Could you return each line of the material that has "KillOutcome" in it?

** Records supplied follows **

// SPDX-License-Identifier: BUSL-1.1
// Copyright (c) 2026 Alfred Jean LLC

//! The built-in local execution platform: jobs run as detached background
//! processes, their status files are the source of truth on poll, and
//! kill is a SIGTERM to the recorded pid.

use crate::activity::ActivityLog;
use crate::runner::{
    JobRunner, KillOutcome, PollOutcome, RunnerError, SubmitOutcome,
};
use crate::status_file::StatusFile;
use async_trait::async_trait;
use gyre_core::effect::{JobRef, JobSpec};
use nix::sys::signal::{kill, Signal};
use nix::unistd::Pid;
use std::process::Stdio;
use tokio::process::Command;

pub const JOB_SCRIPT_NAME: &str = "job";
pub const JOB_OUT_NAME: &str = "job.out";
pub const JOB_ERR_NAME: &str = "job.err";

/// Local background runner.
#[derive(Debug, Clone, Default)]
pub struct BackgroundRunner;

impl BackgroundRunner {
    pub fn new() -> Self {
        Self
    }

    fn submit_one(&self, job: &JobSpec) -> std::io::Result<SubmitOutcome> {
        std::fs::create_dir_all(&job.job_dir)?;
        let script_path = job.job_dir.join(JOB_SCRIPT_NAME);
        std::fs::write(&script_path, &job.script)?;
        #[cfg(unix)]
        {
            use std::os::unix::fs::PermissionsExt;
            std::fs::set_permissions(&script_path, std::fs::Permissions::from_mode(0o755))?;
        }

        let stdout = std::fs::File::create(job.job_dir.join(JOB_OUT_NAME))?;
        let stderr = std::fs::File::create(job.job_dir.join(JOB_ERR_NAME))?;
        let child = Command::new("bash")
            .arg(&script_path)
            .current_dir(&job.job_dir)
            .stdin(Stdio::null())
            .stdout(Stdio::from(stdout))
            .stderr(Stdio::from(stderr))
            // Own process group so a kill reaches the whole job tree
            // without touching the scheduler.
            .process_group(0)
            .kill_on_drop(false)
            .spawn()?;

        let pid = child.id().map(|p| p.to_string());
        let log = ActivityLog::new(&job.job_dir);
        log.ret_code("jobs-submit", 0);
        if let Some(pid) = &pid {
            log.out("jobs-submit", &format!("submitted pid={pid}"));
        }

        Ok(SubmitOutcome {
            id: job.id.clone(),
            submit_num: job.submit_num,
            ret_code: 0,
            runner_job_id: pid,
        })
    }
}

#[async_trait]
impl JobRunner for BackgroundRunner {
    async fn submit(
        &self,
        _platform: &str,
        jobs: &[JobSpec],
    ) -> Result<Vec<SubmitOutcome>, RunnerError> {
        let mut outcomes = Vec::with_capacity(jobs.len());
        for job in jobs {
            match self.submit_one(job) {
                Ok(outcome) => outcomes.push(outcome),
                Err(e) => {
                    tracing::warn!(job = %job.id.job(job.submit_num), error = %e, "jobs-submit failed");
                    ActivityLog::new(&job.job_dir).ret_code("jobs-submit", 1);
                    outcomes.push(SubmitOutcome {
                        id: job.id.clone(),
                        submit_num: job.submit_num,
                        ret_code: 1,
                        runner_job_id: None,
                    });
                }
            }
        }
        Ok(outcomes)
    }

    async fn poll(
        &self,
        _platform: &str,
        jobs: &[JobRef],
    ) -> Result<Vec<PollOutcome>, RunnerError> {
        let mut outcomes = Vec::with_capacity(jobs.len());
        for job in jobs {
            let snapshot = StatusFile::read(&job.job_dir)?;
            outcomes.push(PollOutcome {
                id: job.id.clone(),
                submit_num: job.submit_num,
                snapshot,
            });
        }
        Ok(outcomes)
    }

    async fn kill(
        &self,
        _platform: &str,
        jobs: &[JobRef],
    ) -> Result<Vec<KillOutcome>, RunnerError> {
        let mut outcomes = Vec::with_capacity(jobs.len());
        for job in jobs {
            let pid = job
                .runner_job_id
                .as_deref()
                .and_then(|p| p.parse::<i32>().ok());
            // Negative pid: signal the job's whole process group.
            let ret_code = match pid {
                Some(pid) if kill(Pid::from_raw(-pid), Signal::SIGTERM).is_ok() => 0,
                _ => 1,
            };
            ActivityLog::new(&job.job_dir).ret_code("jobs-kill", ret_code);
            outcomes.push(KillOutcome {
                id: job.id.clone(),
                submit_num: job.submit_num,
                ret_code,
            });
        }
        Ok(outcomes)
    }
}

** End of Records supplied **

Answer to this exercise =>
    JobRunner, KillOutcome, PollOutcome, RunnerError, SubmitOutcome,
    ) -> Result<Vec<KillOutcome>, RunnerError> {
            outcomes.push(KillOutcome {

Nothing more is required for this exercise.